Problem to work on — Copy out the data line by line exactly, from its start to the line bearing "self.path.as_deref()", inclusive.

═══ The data ═══

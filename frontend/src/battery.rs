//! Battery-backed RAM on disk: loaded once at startup and written back by
//! the main loop when it exits.

use std::path::{Path, PathBuf};

use beamline_core::core::{BatteryStore, PersistError};

pub struct FileBatteryStore {
    path: Option<PathBuf>,
}

impl FileBatteryStore {
    pub fn new(path: Option<PathBuf>) -> Self {
        Self { path }
    }

    /// `<data dir>/beamline/<machine>.nvram`.
    pub fn default_path(machine_name: &str) -> Option<PathBuf> {
        dirs::data_dir().map(|dir| dir.join("beamline").join(format!("{machine_name}.nvram")))
    }

    pub fn path(&self) -> Option<&Path> {
        self.path.as_deref()
    }

    /// Previously saved contents, if any.
    pub fn load(&self) -> Option<Vec<u8>> {
        let path = self.path.as_ref()?;
        match std::fs::read(path) {
            Ok(data) => {
                log::info!("loaded {} bytes of battery RAM from {}", data.len(), path.display());
                Some(data)
            }
            Err(e) if e.kind() == std::io::ErrorKind::NotFound => None,
            Err(e) => {
                log::warn!("failed to read battery RAM from {}: {e}", path.display());
                None
            }
        }
    }
}

impl BatteryStore for FileBatteryStore {
    fn save(&mut self, data: &[u8]) -> Result<(), PersistError> {
        let path = self.path.as_ref().ok_or(PersistError::NoDestination)?;
        if let Some(parent) = path.parent() {
            std::fs::create_dir_all(parent)?;
        }
        std::fs::write(path, data)?;
        Ok(())
    }
}
//! Method-name registry and serialization order.
//!
//! A [`Registry`] maps chain method names (and their aliases) to clauses and
//! records, per slot, which clause renders it and at what rank. It is built
//! once, then shared read-only behind an `Arc` by every query rooted on it.
//!
//! ```ignore
//! let mut registry = Registry::standard();
//! registry.register(Window);
//! let db = Query::with_registry(Arc::new(registry), Postgres);
//! ```

use crate::clause::{
    Clause, Columns, Database, Delete, FromClause, Group, Having, Insert, IntoClause, Join,
    Limit, Offset, Order, Prefix, Range, Returning, Select, Set, Table, Update, Values, Where, With,
};
use std::collections::HashMap;
use std::fmt;
use std::sync::{Arc, LazyLock};

/// A slot's renderer and its rank.
#[derive(Clone)]
pub struct SlotEntry {
    pub order: u32,
    pub clause: Arc<dyn Clause>,
}

/// Method and slot tables.
#[derive(Clone, Default)]
pub struct Registry {
    methods: HashMap<String, Arc<dyn Clause>>,
    slots: HashMap<&'static str, SlotEntry>,
}

static STANDARD: LazyLock<Arc<Registry>> = LazyLock::new(|| Arc::new(Registry::standard()));

impl Registry {
    /// An empty registry. Queries need at least [`Database`] registered.
    pub fn new() -> Self {
        Self::default()
    }

    /// All built-in clauses.
    pub fn standard() -> Self {
        let mut registry = Self::new();
        registry
            .register(Database)
            .register(With)
            .register(Update)
            .register(Insert)
            .register(Delete)
            .register(Select)
            .register(Columns)
            .register(IntoClause)
            .register(Values)
            .register(FromClause)
            .register(Table)
            .register(Prefix)
            .register(Join)
            .register(Set)
            .register(Where)
            .register(Group)
            .register(Having)
            .register(Order)
            .register(Limit)
            .register(Offset)
            .register(Range)
            .register(Returning);
        registry
    }

    /// The process-wide standard registry, built on first use.
    pub fn shared_standard() -> Arc<Registry> {
        Arc::clone(&STANDARD)
    }

    /// Register `clause` under its method name and aliases.
    ///
    /// A clause with both a slot and a build order also becomes that slot's
    /// renderer, replacing any earlier one.
    pub fn register<C: Clause>(&mut self, clause: C) -> &mut Self {
        self.register_arc(Arc::new(clause))
    }

    pub fn register_arc(&mut self, clause: Arc<dyn Clause>) -> &mut Self {
        for name in std::iter::once(clause.method()).chain(clause.aliases().iter().copied()) {
            self.methods.insert(name.to_string(), Arc::clone(&clause));
        }
        if let (Some(slot), Some(order)) = (clause.slot(), clause.build_order()) {
            self.slots.insert(slot, SlotEntry { order, clause });
        }
        self
    }

    /// Clause registered under `method`.
    pub fn lookup(&self, method: &str) -> Option<Arc<dyn Clause>> {
        self.methods.get(method).cloned()
    }

    pub fn contains(&self, method: &str) -> bool {
        self.methods.contains_key(method)
    }

    /// Renderable slots, lowest build order first.
    pub fn render_order(&self) -> Vec<(&'static str, &SlotEntry)> {
        let mut entries: Vec<_> = self.slots.iter().map(|(slot, e)| (*slot, e)).collect();
        entries.sort_by_key(|(slot, e)| (e.order, *slot));
        entries
    }

    /// The root clause for new chains.
    pub(crate) fn root(&self) -> Arc<dyn Clause> {
        self.lookup("database")
            .unwrap_or_else(|| Arc::new(Database))
    }
}

impl fmt::Debug for Registry {
    fn fmt(&self, f: &mut fmt::Formatter<'_>) -> fmt::Result {
        let mut methods: Vec<&str> = self.methods.keys().map(String::as_str).collect();
        methods.sort_unstable();
        let order: Vec<(&str, u32)> = self
            .render_order()
            .into_iter()
            .map(|(slot, e)| (slot, e.order))
            .collect();
        f.debug_struct("Registry")
            .field("methods", &methods)
            .field("slots", &order)
            .finish()
    }
}

#[cfg(test)]
mod tests {
    use super::*;

    #[test]
    fn standard_render_order() {
        let registry = Registry::standard();
        let slots: Vec<&str> = registry.render_order().into_iter().map(|(s, _)| s).collect();
        assert_eq!(
            slots,
            vec![
                "with", "update", "insert", "delete", "select", "into", "from", "join", "set",
                "where", "group", "having", "order", "limit", "offset", "returning"
            ]
        );
    }

    #[test]
    fn aliases_resolve_to_the_same_clause() {
        let registry = Registry::standard();
        for (alias, method) in [("group_by", "group"), ("groupBy", "group"), ("orderBy", "order")] {
            assert_eq!(registry.lookup(alias).map(|c| c.method()), Some(method));
        }
        assert!(registry.lookup("frobnicate").is_none());
    }

    #[test]
    fn columns_does_not_take_over_select_slot() {
        let registry = Registry::standard();
        let (_, entry) = registry
            .render_order()
            .into_iter()
            .find(|(slot, _)| *slot == "select")
            .unwrap();
        assert_eq!(entry.clause.method(), "select");
        assert_eq!(entry.order, 20);
    }

    #[test]
    fn later_registration_replaces_slot_renderer() {
        #[derive(Debug)]
        struct LoudWhere;
        impl Clause for LoudWhere {
            fn method(&self) -> &'static str {
                "loud_where"
            }
            fn slot(&self) -> Option<&'static str> {
                Some("where")
            }
            fn build_order(&self) -> Option<u32> {
                Some(55)
            }
        }

        let mut registry = Registry::standard();
        registry.register(LoudWhere);
        let (_, entry) = registry
            .render_order()
            .into_iter()
            .find(|(slot, _)| *slot == "where")
            .unwrap();
        assert_eq!(entry.clause.method(), "loud_where");
        assert!(registry.contains("where"));
    }
}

═══

The answer —
filename frontend/src/battery.rs
//! Battery-backed RAM on disk: loaded once at startup and written back by
//! the main loop when it exits.

use std::path::{Path, PathBuf};

use beamline_core::core::{BatteryStore, PersistError};

pub struct FileBatteryStore {
    path: Option<PathBuf>,
}

impl FileBatteryStore {
    pub fn new(path: Option<PathBuf>) -> Self {
        Self { path }
    }

    /// `<data dir>/beamline/<machine>.nvram`.
    pub fn default_path(machine_name: &str) -> Option<PathBuf> {
        dirs::data_dir().map(|dir| dir.join("beamline").join(format!("{machine_name}.nvram")))
    }

    pub fn path(&self) -> Option<&Path> {
        self.path.as_deref()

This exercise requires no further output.